(Data for review):
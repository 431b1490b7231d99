//! List available audio input devices.

use crate::audio::capture::suppress_alsa_warnings;
use anyhow::anyhow;
use cpal::traits::{DeviceTrait, HostTrait};

/// Lists all available audio input devices on the system.
///
/// # Errors
/// - If the audio host cannot be initialized
pub fn handle_list_devices() -> Result<(), anyhow::Error> {
    // Enumerate devices while suppressing ALSA library warnings
    let (host, devices) = suppress_alsa_warnings(|| {
        let host = cpal::default_host();
        let device_iter = host
            .input_devices()
            .map_err(|e| anyhow!("Failed to enumerate audio devices: {e}"))?;

        // Collect devices, skipping any that fail to query
        let devices: Vec<cpal::Device> = device_iter
            .filter_map(|d| d.name().ok().map(|_| d))
            .collect();

        Ok((host, devices))
    })?;

    if devices.is_empty() {
        println!("No audio input devices found on this system.");
        return Ok(());
    }

    println!();
    println!("Available audio input devices:");
    println!();

    // Find the default device
    let default_device = host.default_input_device().and_then(|d| d.name().ok());

    for (index, device) in devices.iter().enumerate() {
        let device_name = device.name().unwrap_or_else(|_| "Unknown".to_string());
        let is_default = default_device.as_ref() == Some(&device_name);
        let default_indicator = if is_default { " [DEFAULT]" } else { "" };

        match device.default_input_config() {
            Ok(config) => {
                println!(
                    "  [{index}] {device_name}{default_indicator} ({} Hz, {} channel{})",
                    config.sample_rate().0,
                    config.channels(),
                    if config.channels() == 1 { "" } else { "s" }
                );
            }
            Err(_) => {
                println!("  [{index}] {device_name}{default_indicator} (configuration unavailable)");
            }
        }
    }

    println!();
    println!("Set the device in ~/.config/cascade/cascade.toml using its index or name,");
    println!("or override it for one session with 'cascade run --device <N>'.");

    Ok(())
}
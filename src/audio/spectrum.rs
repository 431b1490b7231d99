//! Frequency spectrum analysis using FFT.
//!
//! Converts raw mono samples into normalized magnitudes over a configured
//! frequency window. The window is negotiated once against the actual device
//! sample rate; its bin count is the snapshot length the rest of the pipeline
//! builds geometry for.

use crate::audio::SpectrumSnapshot;
use anyhow::{ensure, Result};
use rustfft::{num_complex::Complex, Fft, FftPlanner};
use std::ops::Range;
use std::sync::Arc;

/// Stateful spectrum analyzer with a pre-planned FFT.
pub struct SpectrumAnalyzer {
    fft: Arc<dyn Fft<f32>>,
    fft_size: usize,
    window: Range<usize>,
    reference_level_db: f32,
}

impl SpectrumAnalyzer {
    /// Plans the FFT and negotiates the displayed bin window.
    ///
    /// # Errors
    /// - If the frequency window resolves to fewer than two FFT bins at the
    ///   given sample rate
    pub fn new(
        fft_size: usize,
        min_freq_hz: f32,
        max_freq_hz: f32,
        sample_rate: u32,
        reference_level_db: i8,
    ) -> Result<Self> {
        let window = frequency_window(fft_size, sample_rate, min_freq_hz, max_freq_hz)?;
        let fft = FftPlanner::new().plan_fft_forward(fft_size);
        Ok(Self {
            fft,
            fft_size,
            window,
            reference_level_db: reference_level_db as f32,
        })
    }

    /// Number of bins in the negotiated window, and thus the snapshot length.
    pub fn window_len(&self) -> usize {
        self.window.len()
    }

    pub fn fft_size(&self) -> usize {
        self.fft_size
    }

    /// Computes one spectrum snapshot from the newest samples.
    ///
    /// Magnitudes are normalized to [0, 1] against the reference level, with
    /// a noise gate 40 dB below it.
    pub fn analyze(&self, samples: &[f32]) -> SpectrumSnapshot {
        let count = samples.len().min(self.fft_size);
        let recent = &samples[samples.len() - count..];

        // Apply Hann window to reduce spectral leakage
        let mut buffer: Vec<Complex<f32>> = recent
            .iter()
            .enumerate()
            .map(|(i, &s)| {
                let window =
                    0.5 * (1.0 - (2.0 * std::f32::consts::PI * i as f32 / count as f32).cos());
                Complex::new(s * window, 0.0)
            })
            .collect();
        buffer.resize(self.fft_size, Complex::new(0.0, 0.0));

        self.fft.process(&mut buffer);

        let noise_gate_db = self.reference_level_db - 40.0;
        let db_range = self.reference_level_db - noise_gate_db;

        let values = self
            .window
            .clone()
            .map(|bin| {
                let magnitude = buffer[bin].norm() * 2.0 / self.fft_size as f32;
                let db = if magnitude > 1e-10 {
                    20.0 * magnitude.log10()
                } else {
                    -100.0
                };
                ((db - noise_gate_db) / db_range).clamp(0.0, 1.0)
            })
            .collect();

        SpectrumSnapshot::new(values)
    }
}

/// Maps the configured frequency window onto FFT bin indices for the actual
/// sample rate, clamped to Nyquist.
fn frequency_window(
    fft_size: usize,
    sample_rate: u32,
    min_freq_hz: f32,
    max_freq_hz: f32,
) -> Result<Range<usize>> {
    let freq_resolution = sample_rate as f32 / fft_size as f32;
    let from = (min_freq_hz / freq_resolution) as usize;
    let to = ((max_freq_hz / freq_resolution) as usize).min(fft_size / 2);
    ensure!(
        to >= from + 2,
        "frequency window {}-{} Hz resolves to fewer than two FFT bins at {} Hz sample rate",
        min_freq_hz,
        max_freq_hz,
        sample_rate
    );
    Ok(from..to)
}

#[cfg(test)]
mod tests {
    use super::*;

    #[test]
    fn test_window_negotiation() {
        // 48 kHz / 1024 bins = 46.875 Hz per bin
        let window = frequency_window(1024, 48000, 0.0, 5000.0).unwrap();
        assert_eq!(window, 0..106);

        let window = frequency_window(1024, 48000, 1000.0, 2000.0).unwrap();
        assert_eq!(window, 21..42);
    }

    #[test]
    fn test_window_clamps_to_nyquist() {
        let window = frequency_window(1024, 48000, 0.0, 40000.0).unwrap();
        assert_eq!(window.end, 512);
    }

    #[test]
    fn test_degenerate_window_is_rejected() {
        assert!(frequency_window(1024, 48000, 1000.0, 1010.0).is_err());
        assert!(frequency_window(1024, 48000, 30000.0, 40000.0).is_err());
    }

    #[test]
    fn test_silence_analyzes_to_zeros() {
        let analyzer = SpectrumAnalyzer::new(1024, 0.0, 5000.0, 48000, -20).unwrap();
        let snapshot = analyzer.analyze(&vec![0.0; 1024]);
        assert_eq!(snapshot.len(), analyzer.window_len());
        assert!(snapshot.values().iter().all(|&v| v == 0.0));
    }

    #[test]
    fn test_sine_peaks_at_its_bin() {
        let analyzer = SpectrumAnalyzer::new(1024, 0.0, 5000.0, 48000, -20).unwrap();

        // 1500 Hz sits exactly on bin 32 at 46.875 Hz resolution
        let freq = 1500.0f32;
        let samples: Vec<f32> = (0..1024)
            .map(|i| (2.0 * std::f32::consts::PI * freq * i as f32 / 48000.0).sin() * 0.5)
            .collect();

        let snapshot = analyzer.analyze(&samples);
        let values = snapshot.values();
        assert!(values.iter().all(|&v| (0.0..=1.0).contains(&v)));
        assert!(values[32] > 0.9);
        // Bins far from the tone stay below the noise gate
        assert!(values[100] < 0.1);
    }

    #[test]
    fn test_short_buffer_is_zero_padded() {
        let analyzer = SpectrumAnalyzer::new(1024, 0.0, 5000.0, 48000, -20).unwrap();
        let snapshot = analyzer.analyze(&vec![0.1; 256]);
        assert_eq!(snapshot.len(), analyzer.window_len());
    }
}
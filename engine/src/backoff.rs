//! Retry pacing for failed sub-streams: exponential backoff with jitter,
//! capped so a long outage cannot push delays past a usable bound.

use core::cmp::min;
use std::time::Duration;

use rand::Rng;

const MAX_RETRY_DELAY: Duration = Duration::from_secs(60);

pub fn max_sleep_duration(initial_delay: Duration, attempt: u32) -> Duration {
	min(MAX_RETRY_DELAY, initial_delay.saturating_mul(2u32.saturating_pow(attempt)))
}

/// Delay before retry number `attempt` (zero-based). At least half the
/// maximum for the attempt, so consecutive retries cannot cluster.
pub fn retry_delay(initial_delay: Duration, attempt: u32) -> Duration {
	let half_max = max_sleep_duration(initial_delay, attempt) / 2;
	if half_max.is_zero() {
		return Duration::ZERO
	}
	half_max + rand::thread_rng().gen_range(Duration::default()..half_max)
}

#[cfg(test)]
mod tests {
	use super::*;

	#[test]
	fn delay_is_bounded_by_attempt_window() {
		const INITIAL: Duration = Duration::from_millis(500);

		for attempt in 0..8 {
			let delay = retry_delay(INITIAL, attempt);
			let max = max_sleep_duration(INITIAL, attempt);
			assert!(delay >= max / 2);
			assert!(delay <= max);
		}
	}

	#[test]
	fn delay_saturates_at_the_cap() {
		assert_eq!(
			max_sleep_duration(Duration::from_secs(1), u32::MAX),
			Duration::from_secs(60)
		);
	}

	#[test]
	fn zero_initial_delay_does_not_panic() {
		assert_eq!(retry_delay(Duration::ZERO, 3), Duration::ZERO);
	}
}
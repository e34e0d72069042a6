use std::{borrow::Borrow, fmt};

pub type BlockHeight = u32;

pub const BLOCK_HEADER_SIZE: usize = 80;

/// A raw block header as carried on the wire. The engine never looks inside:
/// decoding and hashing are the chain validator's concern.
#[derive(Clone, Copy, PartialEq, Eq, Hash)]
pub struct BlockHeader([u8; BLOCK_HEADER_SIZE]);

impl BlockHeader {
	pub fn from_bytes(bytes: [u8; BLOCK_HEADER_SIZE]) -> Self {
		Self(bytes)
	}

	pub fn as_bytes(&self) -> &[u8; BLOCK_HEADER_SIZE] {
		&self.0
	}
}

impl TryFrom<&[u8]> for BlockHeader {
	type Error = anyhow::Error;

	fn try_from(bytes: &[u8]) -> Result<Self, Self::Error> {
		Ok(Self(bytes.try_into().map_err(|_| {
			anyhow::anyhow!("block header must be {BLOCK_HEADER_SIZE} bytes, got {}", bytes.len())
		})?))
	}
}

impl fmt::Debug for BlockHeader {
	fn fmt(&self, f: &mut fmt::Formatter) -> fmt::Result {
		write!(f, "BlockHeader({}..)", hex::encode(&self.0[..8]))
	}
}

#[derive(Clone, Copy, PartialEq, Eq, PartialOrd, Ord, Hash)]
pub struct BlockHash([u8; 32]);

impl BlockHash {
	pub fn from_bytes(bytes: [u8; 32]) -> Self {
		Self(bytes)
	}

	pub fn as_bytes(&self) -> &[u8; 32] {
		&self.0
	}
}

impl fmt::Debug for BlockHash {
	fn fmt(&self, f: &mut fmt::Formatter) -> fmt::Result {
		write!(f, "BlockHash({})", hex::encode(self.0))
	}
}

/// A watched wallet address in script-pubkey form, the shape transaction
/// outputs are matched against.
#[derive(Clone, PartialEq, Eq, PartialOrd, Ord, Hash)]
pub struct Address(Vec<u8>);

impl Address {
	pub fn new(script_pubkey_bytes: Vec<u8>) -> Self {
		Self(script_pubkey_bytes)
	}

	pub fn as_script_bytes(&self) -> &[u8] {
		&self.0
	}
}

// Lets a `BTreeSet<Address>` be probed with raw output script bytes without
// allocating. Lexicographic `Ord` on the inner bytes keeps the two consistent.
impl Borrow<[u8]> for Address {
	fn borrow(&self) -> &[u8] {
		&self.0
	}
}

impl From<bitcoin::ScriptBuf> for Address {
	fn from(script: bitcoin::ScriptBuf) -> Self {
		Self(script.into_bytes())
	}
}

impl fmt::Debug for Address {
	fn fmt(&self, f: &mut fmt::Formatter) -> fmt::Result {
		write!(f, "Address({})", hex::encode(&self.0))
	}
}

#[cfg(test)]
mod tests {
	use super::*;

	#[test]
	fn header_from_short_slice_is_rejected() {
		assert!(BlockHeader::try_from(&[0u8; 79][..]).is_err());
		assert!(BlockHeader::try_from(&[0u8; 80][..]).is_ok());
	}

	#[test]
	fn address_set_is_probed_with_raw_script_bytes() {
		let set =
			std::collections::BTreeSet::from([Address::new(vec![1, 2, 3]), Address::new(vec![9])]);

		assert!(set.contains(&[1u8, 2, 3][..]));
		assert!(!set.contains(&[1u8, 2][..]));
	}
}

(What is being asked):
Copy out only the lines of the records above from the one with "least half the" through the one with "#[derive(Clone, Copy, PartialEq, Eq, Hash)]", exactly as they stand, both included.

(Exercise solution):
/// Delay before retry number `attempt` (zero-based). At least half the
/// maximum for the attempt, so consecutive retries cannot cluster.
pub fn retry_delay(initial_delay: Duration, attempt: u32) -> Duration {
	let half_max = max_sleep_duration(initial_delay, attempt) / 2;
	if half_max.is_zero() {
		return Duration::ZERO
	}
	half_max + rand::thread_rng().gen_range(Duration::default()..half_max)
}

#[cfg(test)]
mod tests {
	use super::*;

	#[test]
	fn delay_is_bounded_by_attempt_window() {
		const INITIAL: Duration = Duration::from_millis(500);

		for attempt in 0..8 {
			let delay = retry_delay(INITIAL, attempt);
			let max = max_sleep_duration(INITIAL, attempt);
			assert!(delay >= max / 2);
			assert!(delay <= max);
		}
	}

	#[test]
	fn delay_saturates_at_the_cap() {
		assert_eq!(
			max_sleep_duration(Duration::from_secs(1), u32::MAX),
			Duration::from_secs(60)
		);
	}

	#[test]
	fn zero_initial_delay_does_not_panic() {
		assert_eq!(retry_delay(Duration::ZERO, 3), Duration::ZERO);
	}
}
repository e34e0d72069042a6
use std::{borrow::Borrow, fmt};

pub type BlockHeight = u32;

pub const BLOCK_HEADER_SIZE: usize = 80;

/// A raw block header as carried on the wire. The engine never looks inside:
/// decoding and hashing are the chain validator's concern.
#[derive(Clone, Copy, PartialEq, Eq, Hash)]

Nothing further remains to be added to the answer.